State and Local Recovery Recommendations and Actions

State and Local Recovery Recommendations and Actions

Center for Financial Markets and COVID-19

Even before the current COVID-19 crisis, state and local government was already under fiscal stress—down 71,000 employees since January 2009 and $280 billion in lost funding since the 2008 crash. Now new estimates from the Center on Budget and Policy Priorities are predicting local and state deficits of $500 billion or more. Because the three million employees in the state and local economic sector are at the frontlines of short-term COVID-19 crisis management and essential to long-term economic recovery, we should all work to ensure that the economic stimulus package includes both short-term and long-term assistance for state and local governments. State and local communities will need ongoing support to maintain essential public services in the next six months and build a resilient recovery in the years after that utilize public-private partnerships.

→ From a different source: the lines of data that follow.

#[cfg(test)]
mod tests {
    use super::*;
    use crate::mock::{test_annotation, MockHighlighter, MockNavigator};
    use crate::publication::{Link, Manifest, Publication};
    use crate::store::MemoryAnnotationStore;

    const BASE: &str = "https://example.org/book/manifest.json";
    const CH1: &str = "https://example.org/book/ch1.xhtml";
    const CH2: &str = "https://example.org/book/ch2.xhtml";

    struct Fixture {
        pipeline: RenderPipeline,
        navigator: Arc<MockNavigator>,
        store: Arc<MemoryAnnotationStore>,
        highlighter: MockHighlighter,
    }

    fn fixture(strategy: ReconcileStrategy, annotations: Vec<Annotation>) -> Fixture {
        let manifest = Manifest {
            reading_order: vec![Link::new("ch1.xhtml", "One"), Link::new("ch2.xhtml", "Two")],
            ..Default::default()
        };
        let publication = Arc::new(Publication::new(BASE, manifest).unwrap());
        let navigator = Arc::new(MockNavigator::at(Link::new("ch1.xhtml", "One")));
        let store = Arc::new(MemoryAnnotationStore::new().with_annotations(annotations));
        let pipeline = RenderPipeline::new(
            AnchorResolver::new(publication, navigator.clone()),
            store.clone(),
            strategy,
            true,
        );
        Fixture {
            pipeline,
            navigator,
            store,
            highlighter: MockHighlighter::new(),
        }
    }

    fn seed() -> Vec<Annotation> {
        vec![
            test_annotation("a", CH1),
            test_annotation("b", CH2),
            test_annotation("c", CH1),
        ]
    }

    #[tokio::test]
    async fn test_draws_only_current_chapter() {
        let f = fixture(ReconcileStrategy::Full, seed());
        let outcome = f.pipeline.reconcile(Some(&f.highlighter)).await.unwrap();
        let report = outcome.report().unwrap();

        assert_eq!(report.rendered, 2);
        assert_eq!(report.skipped_other_chapters, 1);
        assert_eq!(report.chapter_href, CH1);
        assert_eq!(f.highlighter.drawn_ids(), vec!["a", "c"]);
        assert_eq!(f.pipeline.drawn_ids(), vec!["a", "c"]);
    }

    #[tokio::test]
    async fn test_draw_request_carries_record_color() {
        let mut red = test_annotation("a", CH1);
        red.color = "#ff0000".to_string();
        let mut blue = test_annotation("c", CH1);
        blue.color = "#0000ff".to_string();
        let f = fixture(ReconcileStrategy::Full, vec![red, blue]);
        f.pipeline.reconcile(Some(&f.highlighter)).await.unwrap();

        let colors: Vec<String> = f.highlighter.drawn().into_iter().map(|h| h.color).collect();
        assert_eq!(colors, vec!["#ff0000", "#0000ff"]);
        // Capture color untouched without an override
        assert_eq!(f.highlighter.color(), "#ffff00");
    }

    #[tokio::test]
    async fn test_initial_color_is_restored_last() {
        let f = fixture(ReconcileStrategy::Full, seed());
        f.pipeline.set_initial_color(Some("#00ff00".to_string()));
        f.pipeline.reconcile(Some(&f.highlighter)).await.unwrap();
        assert_eq!(f.highlighter.color(), "#00ff00");
    }

    #[tokio::test]
    async fn test_navigation_replaces_drawn_set() {
        let f = fixture(ReconcileStrategy::Full, seed());
        f.pipeline.reconcile(Some(&f.highlighter)).await.unwrap();

        f.navigator.set_chapter(Link::new("ch2.xhtml", "Two"));
        let outcome = f.pipeline.reconcile(Some(&f.highlighter)).await.unwrap();
        let report = outcome.report().unwrap();

        assert_eq!(report.removed, 2);
        assert_eq!(f.highlighter.drawn_ids(), vec!["b"]);
        assert_eq!(report.generation, 2);
    }

    #[tokio::test]
    async fn test_render_failure_does_not_abort_pass() {
        let mut f = fixture(ReconcileStrategy::Full, seed());
        f.highlighter = MockHighlighter::new().with_failing_highlight("h-a");
        let outcome = f.pipeline.reconcile(Some(&f.highlighter)).await.unwrap();
        let report = outcome.report().unwrap();

        assert_eq!(report.failed, vec!["a".to_string()]);
        assert_eq!(f.highlighter.drawn_ids(), vec!["c"]);
    }

    #[tokio::test]
    async fn test_guards_skip_pass() {
        let f = fixture(ReconcileStrategy::Full, seed());
        assert_eq!(
            f.pipeline.reconcile(None).await.unwrap(),
            ReconcileOutcome::Skipped(SkipReason::NoHighlighter)
        );

        f.highlighter.set_ready(false);
        assert_eq!(
            f.pipeline.reconcile(Some(&f.highlighter)).await.unwrap(),
            ReconcileOutcome::Skipped(SkipReason::DocumentNotReady)
        );
        assert_eq!(f.highlighter.clear_calls(), 0);
        assert_eq!(f.pipeline.generation(), 0);
    }

    #[tokio::test]
    async fn test_disabled_pipeline_skips() {
        let f = fixture(ReconcileStrategy::Full, seed());
        let disabled = RenderPipeline::new(
            f.pipeline.resolver.clone(),
            f.store.clone(),
            ReconcileStrategy::Full,
            false,
        );
        assert_eq!(
            disabled.reconcile(Some(&f.highlighter)).await.unwrap(),
            ReconcileOutcome::Skipped(SkipReason::Disabled)
        );
    }

    #[tokio::test]
    async fn test_resolution_failure_clears_and_errors() {
        let f = fixture(ReconcileStrategy::Full, seed());
        f.pipeline.reconcile(Some(&f.highlighter)).await.unwrap();

        f.navigator.set_chapter(Link::new("unknown.xhtml", "?"));
        let err = f.pipeline.reconcile(Some(&f.highlighter)).await.unwrap_err();
        assert!(matches!(err, AnnotationError::Resolution { .. }));
        assert!(f.highlighter.drawn().is_empty());
    }

    #[tokio::test]
    async fn test_incremental_draws_only_changes() {
        let f = fixture(ReconcileStrategy::Incremental, seed());
        f.pipeline.reconcile(Some(&f.highlighter)).await.unwrap();
        assert_eq!(f.highlighter.clear_calls(), 1);

        f.store.delete_annotation("a").await.unwrap();
        f.store.save_annotation(&test_annotation("d", CH1)).await.unwrap();

        let outcome = f.pipeline.reconcile(Some(&f.highlighter)).await.unwrap();
        let report = outcome.report().unwrap();
        assert_eq!(report.rendered, 1);
        assert_eq!(report.retained, 1);
        assert_eq!(report.removed, 1);
        assert_eq!(f.highlighter.destroyed(), vec!["h-a"]);
        assert_eq!(f.highlighter.clear_calls(), 1);
        assert_eq!(f.highlighter.drawn_ids(), vec!["c", "d"]);
    }

    #[tokio::test]
    async fn test_incremental_clears_on_chapter_change() {
        let f = fixture(ReconcileStrategy::Incremental, seed());
        f.pipeline.reconcile(Some(&f.highlighter)).await.unwrap();

        f.navigator.set_chapter(Link::new("ch2.xhtml", "Two"));
        let outcome = f.pipeline.reconcile(Some(&f.highlighter)).await.unwrap();
        assert_eq!(outcome.report().unwrap().removed, 2);
        assert_eq!(f.highlighter.clear_calls(), 2);
        assert_eq!(f.highlighter.drawn_ids(), vec!["b"]);
    }

    #[test]
    fn test_strategy_serde() {
        assert_eq!(
            serde_json::to_string(&ReconcileStrategy::Incremental).unwrap(),
            "\"incremental\""
        );
        assert_eq!(ReconcileStrategy::default(), ReconcileStrategy::Full);
    }
}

  • Develop new revenue sharing strategies to support essential and sustainable public services. We are working with federal, state, and local leaders to ensure that any economic stimulus package includes targeted and flexible emergency assistance for state and local governments. This includes discussions about how a return to General Revenue Sharing (used from 1972-1986) could offer direct federal support to state and local governments with a greater deal of speed and flexibility than other available programs. This program could be managed directly by the US Treasury. We are also developing new options to ensure that the new Municipal Liquidity Facility managed by the Federal Reserve offers equitable re-financing access to smaller and medium-sized cities and counties.

  • Create a public-private community solutions team at the Treasury Department to support long-term recovery through financial innovation. To build a foundation for long-term economic recovery, CFM is working to lift up the importance of capacity-building incentives to stretch public investment impact using public-private partnerships. Recognizing that this funding gap would affect essential public services and distressed communities during the next recession, CFM created a new public sector financial innovation practice area in 2019 to develop action-oriented research, trainings, and policy development to help communities learn how to better leverage public investment through public-private partnerships, impact capital, and Opportunity Zones (OZs).

  • Release a comprehensive local economic development playbook to help train public sector leaders on how to leverage public investment dollars and build economic resilience. CFM will soon publish an economic resilience playbook to help local leaders leverage public investment to maximum effect using best practices in procurement, economic development and the use of public-private partnerships.